Let c be a fixed number and consider the power series $\displaystyle\sum_{n=1}^ \infty \frac{c^{n-1}}{n} x^{n}$.
a) Determine the convergence radius r for every value of $c \in \mathbb{C}$.
In this task I used the ratio test: $ \mid \frac{a_{n+1}}{a_n} \mid $ this gives me the result $ \mid \frac{n}{n+1}cx \mid$ and this will be $ \mid cx \mid$ as $ n \rightarrow \infty $.
And I know that if $ \mid cx \mid$ $ < 1 $ it will converge. The convergence interval will be $ \frac{-1}{c} < x < \frac{1}{c} $.
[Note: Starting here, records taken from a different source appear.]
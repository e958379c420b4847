use anyhow::{anyhow, Context, Result};
use chrono::{DateTime, Local};
use clap::{CommandFactory, Parser, Subcommand};
use std::path::PathBuf;
use std::time::SystemTime;

mod cli_style;

use billboard_server::user::{SqliteUserStore, UserManager, UserRole};
use cli_style::{
    get_prompt, get_styles, print_command_echo, print_empty_list, print_error, print_goodbye,
    print_help, print_key_value, print_list_item, print_section_footer, print_section_header,
    print_success, print_welcome, CommandHelp, TableBuilder,
};

use rustyline::{
    completion::Completer, highlight::Highlighter, history::FileHistory, validate::Validator,
    CompletionType, Config, Editor, Helper,
};

fn parse_path(s: &str) -> Result<PathBuf> {
    let original_path = PathBuf::from(s);
    if original_path.is_absolute() {
        return Ok(original_path);
    }
    let cwd = std::env::current_dir()?;
    Ok(cwd.join(original_path))
}

#[derive(Parser, Debug)]
#[command(styles=get_styles())]
struct CliArgs {
    /// Path to user.db. Looked up from the current directory upwards when
    /// omitted.
    #[clap(value_parser = parse_path)]
    pub path: Option<PathBuf>,
}

#[derive(Parser)]
#[command(styles=get_styles(), name = "", disable_help_subcommand = true)]
struct InnerCli {
    #[command(subcommand)]
    command: InnerCommand,
}

#[derive(Subcommand)]
enum InnerCommand {
    /// Creates a user with the given handle.
    AddUser { user_handle: String },

    /// Creates a password login for the given user.
    /// Fails if the user already has a password set.
    AddLogin {
        user_handle: String,
        password: String,
    },

    /// Change the password of a user, fails if no password was set.
    UpdateLogin {
        user_handle: String,
        password: String,
    },

    /// Deletes the password login of a given user.
    DeleteLogin { user_handle: String },

    /// Shows credentials, tokens and role of a given user.
    Show { user_handle: String },

    /// Verifies the password of a given user without logging in.
    CheckPassword {
        user_handle: String,
        password: String,
    },

    /// Shows all users with their role.
    UserHandles,

    /// Shows all roles and their permissions.
    ListRoles,

    /// Sets the role of a user: viewer, manager or admin.
    SetRole { user_handle: String, role: String },

    /// Shows the path of the current user db.
    Where,

    /// Shows this help.
    Help,

    /// Close this program.
    Exit,
}

enum CommandExecutionResult {
    Ok,
    Exit,
    Error(String),
}

fn format_time(time: SystemTime) -> String {
    DateTime::<Local>::from(time)
        .format("%Y-%m-%d %H:%M:%S")
        .to_string()
}

fn format_optional_time(time: Option<SystemTime>) -> String {
    time.map(format_time).unwrap_or_else(|| "never".to_string())
}

fn command_help() -> Vec<CommandHelp> {
    vec![
        CommandHelp {
            name: "add-user",
            args: "<handle>",
            description: "Create a user",
        },
        CommandHelp {
            name: "user-handles",
            args: "",
            description: "List users with their role",
        },
        CommandHelp {
            name: "show",
            args: "<handle>",
            description: "Show credentials, tokens and role",
        },
        CommandHelp {
            name: "add-login",
            args: "<handle> <password>",
            description: "Add a password login",
        },
        CommandHelp {
            name: "update-login",
            args: "<handle> <password>",
            description: "Change the password",
        },
        CommandHelp {
            name: "delete-login",
            args: "<handle>",
            description: "Remove the password login",
        },
        CommandHelp {
            name: "check-password",
            args: "<handle> <password>",
            description: "Verify a password",
        },
        CommandHelp {
            name: "list-roles",
            args: "",
            description: "Roles and their permissions",
        },
        CommandHelp {
            name: "set-role",
            args: "<handle> <role>",
            description: "Set the role of a user",
        },
        CommandHelp {
            name: "where",
            args: "",
            description: "Path of the user db",
        },
        CommandHelp {
            name: "exit",
            args: "",
            description: "Quit",
        },
        CommandHelp {
            name: "help",
            args: "",
            description: "Show this list",
        },
    ]
}

fn show_user(user_manager: &UserManager, user_handle: &str) -> Result<()> {
    let credentials = user_manager
        .get_user_credentials(user_handle)?
        .ok_or_else(|| anyhow!("User {} not found.", user_handle))?;

    print_section_header(user_handle);
    print_key_value("User id", &credentials.user_id.to_string());
    print_key_value(
        "Role",
        user_manager.get_user_role(credentials.user_id)?.as_str(),
    );
    match &credentials.username_password {
        Some(password) => {
            print_key_value("Password set", &format_time(password.created));
            print_key_value("Last login", &format_optional_time(password.last_used));
        }
        None => print_key_value("Password", "none"),
    }

    println!();
    let tokens = user_manager.get_user_tokens(user_handle)?;
    if tokens.is_empty() {
        print_empty_list("No auth tokens");
    } else {
        let mut table = TableBuilder::new(&["Token", "Created", "Last used"]);
        for token in tokens {
            table.add_row(vec![
                format!("{}...", &token.value.0[..token.value.0.len().min(8)]),
                format_time(token.created),
                format_optional_time(token.last_used),
            ]);
        }
        table.print();
    }

    println!();
    print_key_value("Permissions", "");
    for permission in user_manager.get_user_permissions(credentials.user_id)? {
        print_list_item(&format!("{:?}", permission));
    }
    print_section_footer();
    Ok(())
}

fn execute_command(
    line: String,
    user_manager: &UserManager,
    db_path: &str,
) -> CommandExecutionResult {
    if line.is_empty() {
        return CommandExecutionResult::Ok;
    }

    let args =
        shlex::split(&line).unwrap_or_else(|| line.split_whitespace().map(String::from).collect());

    let cli = InnerCli::try_parse_from(std::iter::once(" ").chain(args.iter().map(String::as_str)));

    let command = match cli {
        Ok(cli) => cli.command,
        Err(e) => {
            if e.print().is_err() {
                println!("{}", e);
            }
            return CommandExecutionResult::Ok;
        }
    };

    print_command_echo(&line);
    let outcome: Result<()> = match command {
        InnerCommand::AddUser { user_handle } => user_manager
            .add_user(&user_handle)
            .map(|id| print_success(&format!("Created {} with id {}", user_handle, id))),
        InnerCommand::AddLogin {
            user_handle,
            password,
        } => user_manager
            .create_password_credentials(&user_handle, password)
            .map(|_| print_success(&format!("Password set for {}", user_handle))),
        InnerCommand::UpdateLogin {
            user_handle,
            password,
        } => user_manager
            .update_password_credentials(&user_handle, password)
            .map(|_| print_success(&format!("Password updated for {}", user_handle))),
        InnerCommand::DeleteLogin { user_handle } => user_manager
            .delete_password_credentials(&user_handle)
            .map(|_| print_success(&format!("Password removed for {}", user_handle))),
        InnerCommand::Show { user_handle } => show_user(user_manager, &user_handle),
        InnerCommand::CheckPassword {
            user_handle,
            password,
        } => user_manager
            .authenticate(&user_handle, &password)
            .map(|result| match result {
                Some(_) => print_success("The password provided is correct!"),
                None => print_error("Wrong password, or the user has no password."),
            }),
        InnerCommand::UserHandles => user_manager.list_users().map(|users| {
            if users.is_empty() {
                print_empty_list("No users");
                return;
            }
            let mut table = TableBuilder::new(&["Handle", "Role", "Password"]);
            for user in users {
                table.add_row(vec![
                    user.handle,
                    user.role.as_str().to_string(),
                    if user.has_password { "yes" } else { "no" }.to_string(),
                ]);
            }
            table.print();
        }),
        InnerCommand::ListRoles => {
            for role in UserRole::ALL {
                print_section_header(&format!("{} (level {})", role.as_str(), role.level()));
                for permission in role.permissions() {
                    print_list_item(&format!("{:?}", permission));
                }
                print_section_footer();
            }
            Ok(())
        }
        InnerCommand::SetRole { user_handle, role } => match UserRole::from_str(&role) {
            Some(role) => user_manager
                .set_user_role(&user_handle, role)
                .map(|_| print_success(&format!("{} is now {}", user_handle, role.as_str()))),
            None => Err(anyhow!(
                "Invalid role '{}'. Valid roles are: viewer, manager, admin",
                role
            )),
        },
        InnerCommand::Where => {
            print_key_value("Database", db_path);
            Ok(())
        }
        InnerCommand::Help => {
            print_help(&command_help());
            Ok(())
        }
        InnerCommand::Exit => return CommandExecutionResult::Exit,
    };

    match outcome {
        Ok(()) => CommandExecutionResult::Ok,
        Err(err) => CommandExecutionResult::Error(err.to_string()),
    }
}

#[derive(rustyline_derive::Hinter)]
struct CommandHelper {
    commands_names: Vec<String>,
}

impl CommandHelper {
    pub fn new() -> Self {
        let commands_names: Vec<String> = InnerCli::command()
            .get_subcommands()
            .map(|sc| sc.get_name().to_string())
            .collect();

        CommandHelper { commands_names }
    }
}

impl Completer for CommandHelper {
    type Candidate = String;

    fn complete(
        &self,
        line: &str,
        _pos: usize,
        _ctx: &rustyline::Context<'_>,
    ) -> rustyline::Result<(usize, Vec<String>)> {
        if line.contains(' ') {
            return Ok((0, Vec::with_capacity(0)));
        }
        let matches = self
            .commands_names
            .iter()
            .filter(|c| c.starts_with(line))
            .cloned()
            .collect::<Vec<_>>();

        Ok((0, matches))
    }
}

impl Highlighter for CommandHelper {}
impl Validator for CommandHelper {}
impl Helper for CommandHelper {}

fn main() -> Result<()> {
    let cli_args = CliArgs::parse();
    let user_db_path = match cli_args.path {
        Some(path) => path,
        None => SqliteUserStore::infer_path().with_context(|| {
            "Could not infer the user DB file path, please specify it explicitly."
        })?,
    };
    let user_store = SqliteUserStore::new(&user_db_path)?;
    let user_manager = UserManager::new(Box::new(user_store));
    let db_path = user_db_path.display().to_string();

    print_welcome(&db_path);

    let config = Config::builder()
        .completion_type(CompletionType::List)
        .build();

    let mut rl = Editor::<CommandHelper, FileHistory>::with_config(config)?;
    rl.set_helper(Some(CommandHelper::new()));

    loop {
        match rl.readline(&get_prompt()) {
            Ok(line) => {
                let _ = rl.add_history_entry(&line);
                match execute_command(line, &user_manager, &db_path) {
                    CommandExecutionResult::Ok => {}
                    CommandExecutionResult::Exit => break,
                    CommandExecutionResult::Error(err) => print_error(&err),
                }
            }
            Err(rustyline::error::ReadlineError::Interrupted) => {
                println!("CTRL-C");
                break;
            }
            Err(rustyline::error::ReadlineError::Eof) => {
                println!("CTRL-D: exiting.");
                break;
            }
            Err(e) => {
                print_error(&format!("{:?}", e));
                break;
            }
        }
    }
    print_goodbye();
    Ok(())
}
To show that this is the convergence interval I would just put the values istead of x and see what happens.
To determine the convergence radius r : $ \frac{\frac{1}{c} -(-\frac{1}{c})}{2} =\frac{1}{c}$.
Is this correct??
b) Let $f$: ]-r,r[ $ \rightarrow \mathbb{C} $ describe the sum function to the power series above.
Show for all real c $\neq $ 0 that $f(x)$ is a strictly increasing function of $x$
Do you have any ideas for this task??
Your solution of (a) is correct, although using the formula of Cauchy-Hadamard,
$$ R = \frac{1}{\limsup_{n\rightarrow \infty} \sqrt[n]{|a_n|}}$$
for the power series $\sum_n a_n x^n$ would perhaps have been faster.
For (b) you write your series as $c^{-1} \cdot \sum_n \frac{(cx)^n}{n}$ and then calculate the derivative explicitely (term by term) (why is this legitimate?). Show that the result is non-negative.